# Data under study:
__________
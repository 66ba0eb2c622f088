//! Configuration system
//!
//! Loads ~/.config/ghpm/config.yaml with:
//! - The GitHub token
//! - A global owner (user or organization)
//! - The repository fleet, each entry optionally overriding the owner
//!
//! Environment variables and command-line flags are layered on top of the file.

mod ghpm_config;
pub mod validation;

pub use ghpm_config::{ConfigOverrides, GhpmConfig, RepositoryEntry, FALLBACK_TOKEN_ENV};
pub use validation::{validate_config, validate_config_result, ValidationError};
//! Milestone management across a fleet of repositories
//!
//! # Components
//!
//! - **targets**: expands configured repositories into (owner, name) pairs
//! - **gateway**: typed create/list/update calls for one repository
//! - **filter**: client-side overdue/closed filters
//! - **orchestrator**: runs one operation against every target and collects
//!   per-target outcomes without letting one failure abort the batch

pub mod filter;
pub mod gateway;
pub mod model;
pub mod orchestrator;
pub mod targets;

pub use filter::FilterCriteria;
pub use gateway::{MilestoneGateway, UpdateOutcome, LIST_PAGE_SIZE};
pub use model::{DueDate, Milestone, MilestonePatch, MilestoneSpec, MilestoneState, DATE_FORMAT};
pub use orchestrator::{BatchEntry, BatchOrchestrator, BatchResult, TargetOutcome};
pub use targets::{resolve, RepositoryTarget};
__________
# Directions:
Lines containing the word "owner" are to be located in the entries and copied.

# Your response:
//! - A global owner (user or organization)
//! - The repository fleet, each entry optionally overriding the owner
//! - **targets**: expands configured repositories into (owner, name) pairs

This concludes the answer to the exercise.